Simply for recognizing this fact, and for coming up with a really unique way of ending the world, "Reign of Fire" gets high marks. I mean, a post-apocalyptic movie about dragons! How cool is that? Pretty damn cool, all things considered.
Then there's the cast. Christian Bale was appropriately brooding and scary, and as his best friend Gerard Butler was huggable to say the least. And Matthew McConaughey... well, a friend of mine put it best (although at the moment, I can't remember if it was Nic or Julie) when she said, "You have to really work to make Mathew McConaughey not look good." Well, "Reign of Fire" almost succeeds, but something about winding tattoos around great big muscly arms, oy. Besides, he did your stereotypical American military guy pretty well.
All in all, I really liked "Reign of Fire". But I had the same frustration with it that you have when you see someone you really care about wasting all their potential doing something stupid. "Reign of Fire" is an action flick, with all the plot holes and shortcuts that belong to your basic action flick. It's sexist as hell -- there's one main female character and, despite the fact that she's presented as one tough cookie throughout the movie, she spends most of the climax of the movie practically weeping in fear while the men reassure her.

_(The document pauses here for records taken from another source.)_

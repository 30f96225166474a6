use fxhash::FxHashSet;
use proc_macro2::TokenStream;
use quote::{format_ident, quote};
use syn::{Attribute, Data, DeriveInput, Field, Fields, FieldsNamed, Ident, Type, Variant};

const INTERNAL: &str = "Internal";

/// What the expansion needs to know about a single error variant.
struct ErrorVariant<'a> {
    ident: &'a Ident,
    source: Option<(&'a Ident, &'a Type)>,
    has_context: bool,
    cfg_attrs: Vec<Attribute>,
}

impl<'a> ErrorVariant<'a> {
    fn parse(variant: &'a Variant) -> Result<Self, syn::Error> {
        let Fields::Named(fields) = &variant.fields else {
            return Err(syn::Error::new_spanned(
                variant,
                "mfg_error variants must use named fields (`Variant { .. }`)",
            ));
        };

        let has_context = context_field(fields)?.is_some();
        let source = source_field(fields).and_then(|f| f.ident.as_ref().map(|id| (id, &f.ty)));
        if source.is_some() && !has_context {
            return Err(syn::Error::new_spanned(
                &variant.ident,
                "mfg_error variants with a source need `context: Option<Cow<'static, str>>`",
            ));
        }

        Ok(Self {
            ident: &variant.ident,
            source,
            has_context,
            cfg_attrs: variant.attrs.iter().filter(|a| a.path().is_ident("cfg")).cloned().collect(),
        })
    }

    fn is_internal(&self) -> bool {
        self.ident == INTERNAL
    }

    /// Match arm that stores the context on this variant.
    fn context_arm(&self, name: &Ident) -> Option<TokenStream> {
        if !self.has_context {
            return None;
        }
        let ident = self.ident;
        let cfg_attrs = &self.cfg_attrs;
        Some(quote! { #(#cfg_attrs)* #name::#ident { context: slot, .. } => *slot = Some(context.into()), })
    }

    /// `From<Source>` plus `.context()` on `Result<T, Source>`.
    fn source_impls(&self, name: &Ident, ext: &Ident) -> Option<TokenStream> {
        if self.is_internal() {
            return None;
        }
        let (field, ty) = self.source?;
        let ident = self.ident;
        let cfg_attrs = &self.cfg_attrs;

        Some(quote! {
            #(#cfg_attrs)*
            #[automatically_derived]
            impl From<#ty> for #name {
                #[inline]
                fn from(#field: #ty) -> Self { Self::#ident { #field, context: None } }
            }

            #(#cfg_attrs)*
            #[automatically_derived]
            impl<T> #ext<T> for ::std::result::Result<T, #ty> {
                #[inline]
                fn context(self, context: impl Into<::std::borrow::Cow<'static, str>>) -> ::std::result::Result<T, #name> {
                    self.map_err(|#field| #name::#ident { #field, context: Some(context.into()) })
                }
            }
        })
    }
}

pub fn expand_derive(input: DeriveInput) -> TokenStream {
    match expand(&input) {
        Ok(tokens) => tokens,
        Err(err) => err.to_compile_error(),
    }
}

fn expand(input: &DeriveInput) -> Result<TokenStream, syn::Error> {
    let name = &input.ident;
    let ext = format_ident!("{name}Ext");

    let Data::Enum(data) = &input.data else {
        return Err(syn::Error::new_spanned(name, "mfg_error can only be applied to enums"));
    };
    let variants = data.variants.iter().map(ErrorVariant::parse).collect::<Result<Vec<_>, _>>()?;

    let derives = missing_derives(&input.attrs);
    let context_arms = variants.iter().filter_map(|v| v.context_arm(name));
    let source_impls = variants.iter().filter_map(|v| v.source_impls(name, &ext));
    let internal_impls = variants.iter().find(|v| v.is_internal()).map(|v| internal_impls(name, v));

    Ok(quote! {
        #[allow(non_shorthand_field_patterns)]
        #derives
        #input

        pub trait #ext<T> {
            fn context(self, context: impl Into<::std::borrow::Cow<'static, str>>) -> ::std::result::Result<T, #name>;
        }

        #[automatically_derived]
        impl<T> #ext<T> for ::std::result::Result<T, #name> {
            #[inline]
            fn context(self, context: impl Into<::std::borrow::Cow<'static, str>>) -> Self {
                self.map_err(|mut err| {
                    match &mut err {
                        #( #context_arms )*
                        #[allow(unreachable_patterns)]
                        _ => {}
                    }
                    err
                })
            }
        }

        #(#source_impls)*
        #internal_impls

        #[allow(dead_code)]
        fn format_context(context: &Option<::std::borrow::Cow<'static, str>>) -> ::std::borrow::Cow<'static, str> {
            context.as_ref().map_or(::std::borrow::Cow::Borrowed(""), |c| ::std::borrow::Cow::Owned(format!(" ({c})")))
        }
    })
}

fn internal_impls(name: &Ident, internal: &ErrorVariant<'_>) -> TokenStream {
    let cfg_attrs = &internal.cfg_attrs;
    quote! {
        #(#cfg_attrs)*
        impl From<&'static str> for #name {
            #[inline]
            fn from(s: &'static str) -> Self { Self::Internal { message: ::std::borrow::Cow::Borrowed(s), context: None } }
        }
        #(#cfg_attrs)*
        impl From<String> for #name {
            #[inline]
            fn from(s: String) -> Self { Self::Internal { message: ::std::borrow::Cow::Owned(s), context: None } }
        }
    }
}

fn missing_derives(attrs: &[Attribute]) -> TokenStream {
    let present = derived_trait_names(attrs);
    let mut tokens = Vec::new();
    if !present.contains("Debug") {
        tokens.push(quote! { Debug });
    }
    if !present.contains("Error") {
        tokens.push(quote! { ::thiserror::Error });
    }
    if tokens.is_empty() { quote! {} } else { quote! { #[derive(#(#tokens),*)] } }
}

fn derived_trait_names(attrs: &[Attribute]) -> FxHashSet<String> {
    let mut traits = FxHashSet::default();
    for attr in attrs.iter().filter(|a| a.path().is_ident("derive")) {
        let _ = attr.parse_nested_meta(|meta| {
            if let Some(seg) = meta.path.segments.last() {
                traits.insert(seg.ident.to_string());
            }
            Ok(())
        });
    }
    traits
}

fn context_field(fields: &FieldsNamed) -> Result<Option<&Field>, syn::Error> {
    let Some(field) = fields.named.iter().find(|f| f.ident.as_ref().is_some_and(|i| i == "context"))
    else {
        return Ok(None);
    };
    if is_option_cow_static_str(&field.ty) {
        Ok(Some(field))
    } else {
        Err(syn::Error::new_spanned(&field.ty, "context field must be Option<Cow<'static, str>>"))
    }
}

fn source_field(fields: &FieldsNamed) -> Option<&Field> {
    fields.named.iter().find(|field| {
        field.ident.as_ref().is_some_and(|ident| ident == "source")
            || field.attrs.iter().any(|a| a.path().is_ident("source") || a.path().is_ident("from"))
    })
}

/// Matches `Option<Cow<'static, str>>`, with or without path prefixes.
fn is_option_cow_static_str(ty: &Type) -> bool {
    let Some(cow) = single_generic(ty, "Option").and_then(as_type) else {
        return false;
    };
    let Type::Path(path) = cow else {
        return false;
    };
    let Some(seg) = path.path.segments.last().filter(|s| s.ident == "Cow") else {
        return false;
    };
    let syn::PathArguments::AngleBracketed(args) = &seg.arguments else {
        return false;
    };
    let mut args = args.args.iter();
    let lifetime_ok =
        matches!(args.next(), Some(syn::GenericArgument::Lifetime(lt)) if lt.ident == "static");
    let str_ok = matches!(
        args.next(),
        Some(syn::GenericArgument::Type(Type::Path(p)))
            if p.path.segments.last().is_some_and(|s| s.ident == "str")
    );
    lifetime_ok && str_ok
}

fn single_generic<'a>(ty: &'a Type, outer: &str) -> Option<&'a syn::GenericArgument> {
    let Type::Path(path) = ty else {
        return None;
    };
    let seg = path.path.segments.last().filter(|s| s.ident == outer)?;
    let syn::PathArguments::AngleBracketed(args) = &seg.arguments else {
        return None;
    };
    args.args.first()
}

const fn as_type(arg: &syn::GenericArgument) -> Option<&Type> {
    match arg {
        syn::GenericArgument::Type(ty) => Some(ty),
        _ => None,
    }
}
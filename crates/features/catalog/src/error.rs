use crate::validation::ValidationReport;
use mfg_domain::OptionFamily;
use mfg_kernel::security::scope::ScopedIdError;
use std::borrow::Cow;

/// Error types specific to the catalog feature.
#[mfg_derive::mfg_error]
pub enum CatalogError {
    /// The draft carries at least one blocking violation.
    #[error("Draft rejected with {} violation(s){}", blocking_count(.report), format_context(.context))]
    Rejected { report: ValidationReport, context: Option<Cow<'static, str>> },

    #[error("Variant belongs to model '{found}', expected '{expected}'{}", format_context(.context))]
    ForeignVariant { expected: String, found: String, context: Option<Cow<'static, str>> },

    #[error("Variant '{id}' not found{}", format_context(.context))]
    VariantNotFound { id: String, context: Option<Cow<'static, str>> },

    #[error("Variant '{id}' already exists{}", format_context(.context))]
    DuplicateVariant { id: String, context: Option<Cow<'static, str>> },

    /// A variant references a missing or inactive option of its model.
    #[error("Unresolved {family} option '{id}'{}", format_context(.context))]
    UnresolvedOption { family: OptionFamily, id: String, context: Option<Cow<'static, str>> },

    #[error("Scoped id error{}: {source}", format_context(.context))]
    Scope { source: ScopedIdError, context: Option<Cow<'static, str>> },

    /// Internal fallback for unexpected issues or logic errors.
    #[error("Internal catalog error{}: {message}", format_context(.context))]
    Internal { message: Cow<'static, str>, context: Option<Cow<'static, str>> },
}

fn blocking_count(report: &ValidationReport) -> usize {
    report.errors().count()
}

impl CatalogError {
    /// Validation report carried by a rejection.
    #[must_use]
    pub const fn report(&self) -> Option<&ValidationReport> {
        match self {
            Self::Rejected { report, .. } => Some(report),
            _ => None,
        }
    }
}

What frustrates me the most is that it could have been so much MORE than just an action flick. There's hints of it here and there. One of the most memorable scenes in the movie has Bale and Butler giving their own take on what mythology might become after the world ends (I'll give you a hint, one of them ends up saying, "I am your father!" to a collective gasp of astonishment). There's hints of how people regrouped, how they survived, but not enough. I don't know, the pacing was just off somehow. I wanted more information on how people survived, but I wanted more build up to the action too. By the time the big climax came, I sat there thinking "this can't be it" because the tension just hadn't had time to build, and I think that's because the events that should have built the tension were too fast, too glossed over.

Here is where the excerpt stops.